//! Who may originate writes for a body.

use rigsync_common::{AuthorityMode, PeerId, PeerRole};

/// Pure authority rule.
///
/// - `Owner`: the owning peer; the server only while nobody owns the body.
/// - `Server`: the server, always; owning clients never.
pub fn is_authoritative(mode: AuthorityMode, role: &PeerRole, owner: Option<PeerId>) -> bool {
    match mode {
        AuthorityMode::Owner => match owner {
            Some(_) => role.owns(owner),
            None => role.is_server,
        },
        AuthorityMode::Server => role.is_server,
    }
}

#[derive(Debug, Clone, Copy, PartialEq, Eq)]
pub enum AuthorityTransition {
    Gained,
    Lost,
    Unchanged,
}

/// Authority state of one body as seen by the local peer.
#[derive(Debug, Clone, Copy, PartialEq, Eq)]
pub struct Authority {
    mode: AuthorityMode,
    owner: Option<PeerId>,
    authoritative: bool,
}

impl Authority {
    pub fn new(mode: AuthorityMode, owner: Option<PeerId>) -> Self {
        Self {
            mode,
            owner,
            authoritative: false,
        }
    }

    pub fn mode(&self) -> AuthorityMode {
        self.mode
    }

    pub fn owner(&self) -> Option<PeerId> {
        self.owner
    }

    /// Last resolved answer for the local peer.
    pub fn is_authoritative(&self) -> bool {
        self.authoritative
    }

    /// Re-evaluate for `role` and report how the local answer moved.
    pub fn resolve(&mut self, role: &PeerRole) -> AuthorityTransition {
        let now = is_authoritative(self.mode, role, self.owner);
        let transition = match (self.authoritative, now) {
            (false, true) => AuthorityTransition::Gained,
            (true, false) => AuthorityTransition::Lost,
            _ => AuthorityTransition::Unchanged,
        };
        self.authoritative = now;
        transition
    }

    /// Record a new owner and re-evaluate.
    pub fn transfer(&mut self, owner: Option<PeerId>, role: &PeerRole) -> AuthorityTransition {
        self.owner = owner;
        self.resolve(role)
    }

    /// Whether a remote client `peer` may write this body.
    pub fn permits_client(&self, peer: PeerId) -> bool {
        is_authoritative(self.mode, &PeerRole::client(peer), self.owner)
    }
}

#[cfg(test)]
mod tests {
    use super::*;

    const SERVER: PeerId = PeerId(0);
    const ALICE: PeerId = PeerId(1);
    const BOB: PeerId = PeerId(2);

    #[test]
    fn owner_mode_owner_is_authoritative() {
        let owner = Some(ALICE);
        assert!(is_authoritative(AuthorityMode::Owner, &PeerRole::client(ALICE), owner));
        assert!(!is_authoritative(AuthorityMode::Owner, &PeerRole::client(BOB), owner));
        assert!(!is_authoritative(AuthorityMode::Owner, &PeerRole::server(SERVER), owner));
    }

    #[test]
    fn owner_mode_unowned_falls_back_to_server() {
        assert!(is_authoritative(AuthorityMode::Owner, &PeerRole::server(SERVER), None));
        assert!(!is_authoritative(AuthorityMode::Owner, &PeerRole::client(ALICE), None));
    }

    #[test]
    fn owner_mode_host_owning_its_body() {
        assert!(is_authoritative(
            AuthorityMode::Owner,
            &PeerRole::server(SERVER),
            Some(SERVER)
        ));
    }

    #[test]
    fn server_mode_ignores_ownership() {
        for owner in [None, Some(ALICE)] {
            assert!(is_authoritative(AuthorityMode::Server, &PeerRole::server(SERVER), owner));
            assert!(!is_authoritative(AuthorityMode::Server, &PeerRole::client(ALICE), owner));
        }
    }

    #[test]
    fn transitions() {
        let role = PeerRole::client(ALICE);
        let mut authority = Authority::new(AuthorityMode::Owner, None);
        assert_eq!(authority.resolve(&role), AuthorityTransition::Unchanged);
        assert_eq!(authority.transfer(Some(ALICE), &role), AuthorityTransition::Gained);
        assert!(authority.is_authoritative());
        assert_eq!(authority.transfer(Some(ALICE), &role), AuthorityTransition::Unchanged);
        assert_eq!(authority.transfer(Some(BOB), &role), AuthorityTransition::Lost);
        assert!(!authority.is_authoritative());
        assert_eq!(authority.owner(), Some(BOB));
    }

    #[test]
    fn server_checks_client_writers() {
        let owned = Authority::new(AuthorityMode::Owner, Some(ALICE));
        assert!(owned.permits_client(ALICE));
        assert!(!owned.permits_client(BOB));

        let server_mode = Authority::new(AuthorityMode::Server, Some(ALICE));
        assert!(!server_mode.permits_client(ALICE));
    }
}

● ● ● ●

§ TASK DIRECTIONS
Having read the records above, print them out again exactly.

§ ANSWER BOX
//! Who may originate writes for a body.

use rigsync_common::{AuthorityMode, PeerId, PeerRole};

/// Pure authority rule.
///
/// - `Owner`: the owning peer; the server only while nobody owns the body.
/// - `Server`: the server, always; owning clients never.
pub fn is_authoritative(mode: AuthorityMode, role: &PeerRole, owner: Option<PeerId>) -> bool {
    match mode {
        AuthorityMode::Owner => match owner {
            Some(_) => role.owns(owner),
            None => role.is_server,
        },
        AuthorityMode::Server => role.is_server,
    }
}

#[derive(Debug, Clone, Copy, PartialEq, Eq)]
pub enum AuthorityTransition {
    Gained,
    Lost,
    Unchanged,
}

/// Authority state of one body as seen by the local peer.
#[derive(Debug, Clone, Copy, PartialEq, Eq)]
pub struct Authority {
    mode: AuthorityMode,
    owner: Option<PeerId>,
    authoritative: bool,
}

impl Authority {
    pub fn new(mode: AuthorityMode, owner: Option<PeerId>) -> Self {
        Self {
            mode,
            owner,
            authoritative: false,
        }
    }

    pub fn mode(&self) -> AuthorityMode {
        self.mode
    }

    pub fn owner(&self) -> Option<PeerId> {
        self.owner
    }

    /// Last resolved answer for the local peer.
    pub fn is_authoritative(&self) -> bool {
        self.authoritative
    }

    /// Re-evaluate for `role` and report how the local answer moved.
    pub fn resolve(&mut self, role: &PeerRole) -> AuthorityTransition {
        let now = is_authoritative(self.mode, role, self.owner);
        let transition = match (self.authoritative, now) {
            (false, true) => AuthorityTransition::Gained,
            (true, false) => AuthorityTransition::Lost,
            _ => AuthorityTransition::Unchanged,
        };
        self.authoritative = now;
        transition
    }

    /// Record a new owner and re-evaluate.
    pub fn transfer(&mut self, owner: Option<PeerId>, role: &PeerRole) -> AuthorityTransition {
        self.owner = owner;
        self.resolve(role)
    }

    /// Whether a remote client `peer` may write this body.
    pub fn permits_client(&self, peer: PeerId) -> bool {
        is_authoritative(self.mode, &PeerRole::client(peer), self.owner)
    }
}

#[cfg(test)]
mod tests {
    use super::*;

    const SERVER: PeerId = PeerId(0);
    const ALICE: PeerId = PeerId(1);
    const BOB: PeerId = PeerId(2);

    #[test]
    fn owner_mode_owner_is_authoritative() {
        let owner = Some(ALICE);
        assert!(is_authoritative(AuthorityMode::Owner, &PeerRole::client(ALICE), owner));
        assert!(!is_authoritative(AuthorityMode::Owner, &PeerRole::client(BOB), owner));
        assert!(!is_authoritative(AuthorityMode::Owner, &PeerRole::server(SERVER), owner));
    }

    #[test]
    fn owner_mode_unowned_falls_back_to_server() {
        assert!(is_authoritative(AuthorityMode::Owner, &PeerRole::server(SERVER), None));
        assert!(!is_authoritative(AuthorityMode::Owner, &PeerRole::client(ALICE), None));
    }

    #[test]
    fn owner_mode_host_owning_its_body() {
        assert!(is_authoritative(
            AuthorityMode::Owner,
            &PeerRole::server(SERVER),
            Some(SERVER)
        ));
    }

    #[test]
    fn server_mode_ignores_ownership() {
        for owner in [None, Some(ALICE)] {
            assert!(is_authoritative(AuthorityMode::Server, &PeerRole::server(SERVER), owner));
            assert!(!is_authoritative(AuthorityMode::Server, &PeerRole::client(ALICE), owner));
        }
    }

    #[test]
    fn transitions() {
        let role = PeerRole::client(ALICE);
        let mut authority = Authority::new(AuthorityMode::Owner, None);
        assert_eq!(authority.resolve(&role), AuthorityTransition::Unchanged);
        assert_eq!(authority.transfer(Some(ALICE), &role), AuthorityTransition::Gained);
        assert!(authority.is_authoritative());
        assert_eq!(authority.transfer(Some(ALICE), &role), AuthorityTransition::Unchanged);
        assert_eq!(authority.transfer(Some(BOB), &role), AuthorityTransition::Lost);
        assert!(!authority.is_authoritative());
        assert_eq!(authority.owner(), Some(BOB));
    }

    #[test]
    fn server_checks_client_writers() {
        let owned = Authority::new(AuthorityMode::Owner, Some(ALICE));
        assert!(owned.permits_client(ALICE));
        assert!(!owned.permits_client(BOB));

        let server_mode = Authority::new(AuthorityMode::Server, Some(ALICE));
        assert!(!server_mode.permits_client(ALICE));
    }
}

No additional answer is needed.